▸ PROBLEM STATEMENT:
Only a number is required: how many lines of the material contain the word "clock"?

▸ SOURCE MATERIAL:
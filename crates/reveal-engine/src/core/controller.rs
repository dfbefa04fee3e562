//! Reveal controller: countdown, poll-on-expiry and restart.
//!
//! ```text
//! COUNTDOWN --tick to 0--> LOADING --LOCKED/error--> COUNTDOWN (stopped)
//!                                  \--OPEN--> REVEALED --restart ok--> COUNTDOWN (fresh)
//! ```
//!
//! The controller is sans-IO: events come in through [`RevealController::handle`],
//! side effects go out as [`Command`]s that the host drains and performs.
//! Only an `OPEN` answer from the backend reveals; expiry alone never does.

use crate::api::config::RevealConfig;
use crate::api::types::Top10Response;
use crate::bridge::command::{Command, CommandQueue};
use crate::core::countdown::CountdownState;
use crate::core::ranking::{rank_teams, TeamCard};
use crate::error::RevealError;
use crate::input::event::RevealEvent;

pub const STATUS_SEALED: &str = "THE CASE FILES ARE SEALED";
pub const STATUS_RUNNING: &str = "INVESTIGATION IN PROGRESS...";
pub const STATUS_ACCESSING: &str = "ACCESSING CASE FILES...";
pub const STATUS_LOCKED_DEFAULT: &str = "CASE FILES REMAIN SEALED";
pub const STATUS_FETCH_FAILED: &str = "❌ Failed to access case files. Evidence database unreachable.";
pub const STATUS_RESTART_FAILED: &str = "❌ Failed to restart investigation";

/// Which section of the page is active.
#[derive(Debug, Clone, Copy, PartialEq, Eq)]
pub enum Phase {
    /// Timer visible. Covers running, stopped-after-LOCKED and error displays.
    Countdown,
    /// Waiting for the results request.
    Loading,
    /// Results list visible. Left only through a successful restart.
    Revealed,
}

impl Phase {
    pub fn as_str(self) -> &'static str {
        match self {
            Phase::Countdown => "countdown",
            Phase::Loading => "loading",
            Phase::Revealed => "revealed",
        }
    }
}

#[derive(Debug, Clone, Copy, PartialEq, Eq)]
pub enum StatusTone {
    Normal,
    Error,
}

/// The line of text under the timer.
#[derive(Debug, Clone, PartialEq, Eq)]
pub struct StatusLine {
    pub text: String,
    pub tone: StatusTone,
}

impl StatusLine {
    pub fn normal(text: impl Into<String>) -> Self {
        Self { text: text.into(), tone: StatusTone::Normal }
    }

    pub fn error(text: impl Into<String>) -> Self {
        Self { text: text.into(), tone: StatusTone::Error }
    }

    pub fn is_error(&self) -> bool {
        self.tone == StatusTone::Error
    }
}

/// Single owner of all reveal state for one page.
pub struct RevealController {
    config: RevealConfig,
    countdown: CountdownState,
    phase: Phase,
    status: StatusLine,
    teams: Vec<TeamCard>,
    restart_pending: bool,
    commands: CommandQueue,
}

impl RevealController {
    pub fn new(config: RevealConfig) -> Self {
        let countdown = CountdownState::new(config.countdown_seconds);
        Self {
            config,
            countdown,
            phase: Phase::Countdown,
            status: StatusLine::normal(STATUS_SEALED),
            teams: Vec::new(),
            restart_pending: false,
            commands: CommandQueue::new(),
        }
    }

    /// Feed one event. Resulting commands accumulate until drained.
    pub fn handle(&mut self, event: RevealEvent) {
        log::debug!("reveal: {} in {:?}", event.name(), self.phase);
        match event {
            RevealEvent::Start => self.start(),
            RevealEvent::Tick => self.tick(),
            RevealEvent::ResultsArrived(outcome) => self.results_arrived(outcome),
            RevealEvent::RestartRequested => self.request_restart(),
            RevealEvent::RestartFinished(outcome) => self.restart_finished(outcome),
        }
    }

    /// Take the commands produced since the last drain.
    pub fn drain_commands(&mut self) -> Vec<Command> {
        self.commands.drain()
    }

    pub fn start(&mut self) {
        if self.phase != Phase::Countdown {
            log::warn!("reveal: start ignored in {:?}", self.phase);
            return;
        }
        if !self.countdown.start() {
            return;
        }
        self.status = StatusLine::normal(STATUS_RUNNING);
        self.commands.push(Command::StartTicker);
        log::info!("reveal: countdown started at {}s", self.countdown.seconds_remaining());
    }

    pub fn tick(&mut self) {
        if self.phase != Phase::Countdown {
            return;
        }
        if !self.countdown.tick() {
            return;
        }
        // Leave COUNTDOWN before asking for results so no later tick can poll again.
        self.phase = Phase::Loading;
        self.status = StatusLine::normal(STATUS_ACCESSING);
        self.commands.push(Command::StopTicker);
        self.commands.push(Command::FetchResults);
        log::info!("reveal: countdown expired, polling backend");
    }

    pub fn results_arrived(&mut self, outcome: Result<Top10Response, RevealError>) {
        if self.phase != Phase::Loading {
            log::warn!("reveal: stale results ignored in {:?}", self.phase);
            return;
        }
        match outcome {
            Ok(Top10Response::Locked { message }) => {
                self.phase = Phase::Countdown;
                self.countdown.stop();
                let text = message
                    .filter(|m| !m.trim().is_empty())
                    .unwrap_or_else(|| STATUS_LOCKED_DEFAULT.to_string());
                log::info!("reveal: backend still locked: {text}");
                self.status = StatusLine::normal(text);
            }
            Ok(Top10Response::Open { data, .. }) => {
                self.countdown.reveal();
                self.phase = Phase::Revealed;
                self.teams = rank_teams(data, self.config.variant);
                self.commands.push(Command::LaunchConfetti);
                self.commands.push(Command::Flash);
                log::info!("reveal: results open, {} teams", self.teams.len());
            }
            Err(err) => {
                self.phase = Phase::Countdown;
                self.countdown.stop();
                self.status = StatusLine::error(STATUS_FETCH_FAILED);
                log::error!("reveal: failed to fetch results: {err}");
            }
        }
    }

    pub fn request_restart(&mut self) {
        if self.restart_pending {
            log::warn!("reveal: restart already in flight");
            return;
        }
        self.restart_pending = true;
        self.commands.push(Command::PostRestart);
    }

    pub fn restart_finished(&mut self, outcome: Result<(), RevealError>) {
        if !self.restart_pending {
            log::warn!("reveal: unexpected restart result ignored");
            return;
        }
        self.restart_pending = false;
        match outcome {
            Ok(()) => {
                self.commands.push(Command::StopTicker);
                self.commands.push(Command::ClearEffects);
                self.countdown.reset(self.config.countdown_seconds);
                self.teams.clear();
                self.phase = Phase::Countdown;
                self.status = StatusLine::normal(STATUS_SEALED);
                log::info!("reveal: investigation restarted");
                self.start();
            }
            Err(err) => {
                // Nothing but the status line changes on failure.
                self.status = StatusLine::error(STATUS_RESTART_FAILED);
                log::error!("reveal: restart failed: {err}");
            }
        }
    }

    pub fn config(&self) -> &RevealConfig {
        &self.config
    }

    pub fn countdown(&self) -> &CountdownState {
        &self.countdown
    }

    pub fn phase(&self) -> Phase {
        self.phase
    }

    pub fn status(&self) -> &StatusLine {
        &self.status
    }

    pub fn teams(&self) -> &[TeamCard] {
        &self.teams
    }

    pub fn is_restart_pending(&self) -> bool {
        self.restart_pending
    }
}
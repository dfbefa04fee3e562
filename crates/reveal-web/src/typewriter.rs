//! Types the page title back in after load.

use reveal_engine::{RevealConfig, Typewriter};
use web_sys::Document;

use crate::frame::{Elapsed, FrameLoop};

pub const TYPING_SELECTOR: &str = ".typing-text";

/// Clear the `.typing-text` element and re-type its text. Pages without one
/// get no loop.
pub fn play(document: &Document, config: &RevealConfig) -> Option<FrameLoop> {
    let el = document.query_selector(TYPING_SELECTOR).ok().flatten()?;
    let text = el.text_content().unwrap_or_default();
    if text.is_empty() {
        return None;
    }
    let writer = Typewriter::new(
        text,
        config.typewriter_start_delay_ms as f32,
        config.typewriter_char_interval_ms as f32,
    );
    el.set_text_content(Some(""));

    let mut clock = Elapsed::default();
    let mut shown = 0usize;
    Some(FrameLoop::start(move |timestamp| {
        let elapsed = clock.since_first(timestamp);
        let visible = writer.visible_chars(elapsed);
        if visible != shown {
            shown = visible;
            el.set_text_content(Some(writer.visible_text(elapsed)));
        }
        !writer.is_complete(elapsed)
    }))
}
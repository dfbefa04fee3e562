// End-to-end reveal flows driven the way the browser host drives them:
// feed events, drain commands, answer FETCH/RESTART with canned bodies.

use reveal_engine::{
    render_view, CardView, Command, PageRenderer, Phase, RevealConfig, RevealController,
    RevealError, RevealEvent, Section, StatusTone, Top10Response,
};

const LOCKED_BODY: &str =
    r#"{"status":"LOCKED","message":"Case files are sealed. Investigation in progress..."}"#;

const OPEN_BODY: &str = r#"{
    "status": "OPEN",
    "message": "TOP 10 CASE FILES REVEALED",
    "data": [
        {"team": "Debug Detectives", "problem": "Campus waste management system", "tech": ["Gemini AI", "Firebase", "React"]},
        {"team": "Code Sleuths", "problem": "Smart attendance tracking", "tech": ["GCP", "AI Studio", "Flutter"]},
        {"team": "Cyber Investigators", "problem": "Student mental health platform", "tech": ["OpenAI", "MongoDB", "Node.js"]}
    ]
}"#;

/// Minimal DOM stand-in.
#[derive(Default)]
struct FakePage {
    section: Option<Section>,
    countdown_visible: bool,
    timer: String,
    urgent: bool,
    status: String,
    status_tone: Option<StatusTone>,
    cards: Vec<CardView>,
}

impl PageRenderer for FakePage {
    fn show_section(&mut self, section: Section, countdown_visible: bool) {
        self.section = Some(section);
        self.countdown_visible = countdown_visible;
    }
    fn set_timer(&mut self, text: &str, urgent: bool) {
        self.timer = text.to_string();
        self.urgent = urgent;
    }
    fn set_status(&mut self, text: &str, tone: StatusTone) {
        self.status = text.to_string();
        self.status_tone = Some(tone);
    }
    fn set_cards(&mut self, cards: &[CardView]) {
        self.cards = cards.to_vec();
    }
    fn set_restart_enabled(&mut self, _enabled: bool) {}
}

/// Drives a controller with a scripted backend and records every command.
struct Harness {
    ctl: RevealController,
    page: FakePage,
    previous: Option<reveal_engine::ViewModel>,
    results_body: &'static str,
    restart_status: u16,
    log: Vec<Command>,
    ticker_running: bool,
}

impl Harness {
    fn new(results_body: &'static str) -> Self {
        Self {
            ctl: RevealController::new(RevealConfig::default()),
            page: FakePage::default(),
            previous: None,
            results_body,
            restart_status: 200,
            log: Vec::new(),
            ticker_running: false,
        }
    }

    fn send(&mut self, event: RevealEvent) {
        self.ctl.handle(event);
        let view = reveal_engine::ViewModel::from_controller(&self.ctl);
        render_view(&view, self.previous.as_ref(), &mut self.page);
        self.previous = Some(view);

        for cmd in self.ctl.drain_commands() {
            self.log.push(cmd);
            match cmd {
                Command::StartTicker => {
                    assert!(!self.ticker_running, "ticker started twice without a stop");
                    self.ticker_running = true;
                }
                Command::StopTicker => self.ticker_running = false,
                Command::FetchResults => {
                    let outcome = Top10Response::from_json(self.results_body);
                    self.send(RevealEvent::ResultsArrived(outcome));
                }
                Command::PostRestart => {
                    let outcome = match self.restart_status {
                        200..=299 => Ok(()),
                        status => Err(RevealError::RestartRejected { status }),
                    };
                    self.send(RevealEvent::RestartFinished(outcome));
                }
                Command::LaunchConfetti | Command::ClearEffects | Command::Flash => {}
            }
        }
    }

    fn tick_n(&mut self, n: u32) {
        for _ in 0..n {
            if self.ticker_running {
                self.send(RevealEvent::Tick);
            }
        }
    }

    fn count(&self, cmd: Command) -> usize {
        self.log.iter().filter(|&&c| c == cmd).count()
    }
}

#[test]
fn locked_after_thirty_ticks_shows_backend_message() {
    let mut h = Harness::new(LOCKED_BODY);
    h.send(RevealEvent::Start);
    h.tick_n(30);

    assert_eq!(h.ctl.phase(), Phase::Countdown);
    assert_eq!(h.page.section, Some(Section::Countdown));
    assert_eq!(h.page.status, "Case files are sealed. Investigation in progress...");
    assert_eq!(h.page.timer, "00:00");
    assert_eq!(h.count(Command::FetchResults), 1);
    assert!(!h.ticker_running, "countdown does not resume after LOCKED");
}

#[test]
fn open_after_thirty_ticks_renders_three_cards_in_order() {
    let mut h = Harness::new(OPEN_BODY);
    h.send(RevealEvent::Start);
    h.tick_n(30);

    assert_eq!(h.ctl.phase(), Phase::Revealed);
    assert_eq!(h.page.section, Some(Section::Results));
    let names: Vec<_> = h.page.cards.iter().map(|c| c.team.as_str()).collect();
    assert_eq!(names, ["Debug Detectives", "Code Sleuths", "Cyber Investigators"]);
    let ranks: Vec<_> = h.page.cards.iter().map(|c| c.rank).collect();
    assert_eq!(ranks, [1, 2, 3]);
    assert_eq!(h.count(Command::LaunchConfetti), 1);
}

#[test]
fn extra_ticks_at_zero_never_poll_again() {
    let mut h = Harness::new(LOCKED_BODY);
    h.send(RevealEvent::Start);
    h.tick_n(30);
    // a late interval callback after teardown
    for _ in 0..5 {
        h.send(RevealEvent::Tick);
    }
    assert_eq!(h.count(Command::FetchResults), 1);
}

#[test]
fn malformed_body_surfaces_error_on_countdown() {
    let mut h = Harness::new("<!doctype html><title>502</title>");
    h.send(RevealEvent::Start);
    h.tick_n(30);

    assert_eq!(h.page.section, Some(Section::Countdown));
    assert_eq!(h.page.status_tone, Some(StatusTone::Error));
    assert!(h.page.cards.is_empty());
}

#[test]
fn restart_after_reveal_starts_a_fresh_countdown() {
    let mut h = Harness::new(OPEN_BODY);
    h.send(RevealEvent::Start);
    h.tick_n(30);
    h.send(RevealEvent::RestartRequested);

    assert_eq!(h.page.section, Some(Section::Countdown));
    assert_eq!(h.page.timer, "00:30");
    assert!(!h.page.urgent, "a fresh countdown starts calm");
    assert!(h.page.cards.is_empty());
    assert!(h.ticker_running);
    assert_eq!(h.count(Command::ClearEffects), 1);

    // and the whole cycle works again
    h.tick_n(30);
    assert_eq!(h.ctl.phase(), Phase::Revealed);
    assert_eq!(h.count(Command::FetchResults), 2);
}

#[test]
fn rejected_restart_keeps_results_on_screen() {
    let mut h = Harness::new(OPEN_BODY);
    h.restart_status = 503;
    h.send(RevealEvent::Start);
    h.tick_n(30);
    h.send(RevealEvent::RestartRequested);

    assert_eq!(h.ctl.phase(), Phase::Revealed);
    assert_eq!(h.page.section, Some(Section::Results));
    assert_eq!(h.page.cards.len(), 3);
    assert_eq!(h.page.status, "❌ Failed to restart investigation");
    assert_eq!(h.page.status_tone, Some(StatusTone::Error));
    assert!(h.page.countdown_visible, "the failure message must be on screen");
    assert!(!h.ticker_running);
}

▸ RESPONSE:
2